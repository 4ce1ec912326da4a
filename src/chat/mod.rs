//! Chat domain types: messages, message actions, attachments, panel options
//! and the in-memory message store.

pub mod attachment;
pub mod message;
pub mod options;
pub mod store;

pub use attachment::{Attachment, AttachmentKind};
pub use message::{ChatMessage, MessageAction, MessageActionType, Role};
pub use options::{ImageOption, PanelContent, PanelMode, PanelOption, PromptOption, PromptSuggestion, VideoOption};
pub use store::MessageStore;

# [YOUR ASSIGNMENT]
The entries above should be copied out exactly, with none left out.

# [TASK ANSWER]
repository 4ce1ec912326da4a
filename src/chat/mod.rs
//! Chat domain types: messages, message actions, attachments, panel options
//! and the in-memory message store.

pub mod attachment;
pub mod message;
pub mod options;
pub mod store;

pub use attachment::{Attachment, AttachmentKind};
pub use message::{ChatMessage, MessageAction, MessageActionType, Role};
pub use options::{ImageOption, PanelContent, PanelMode, PanelOption, PromptOption, PromptSuggestion, VideoOption};
pub use store::MessageStore;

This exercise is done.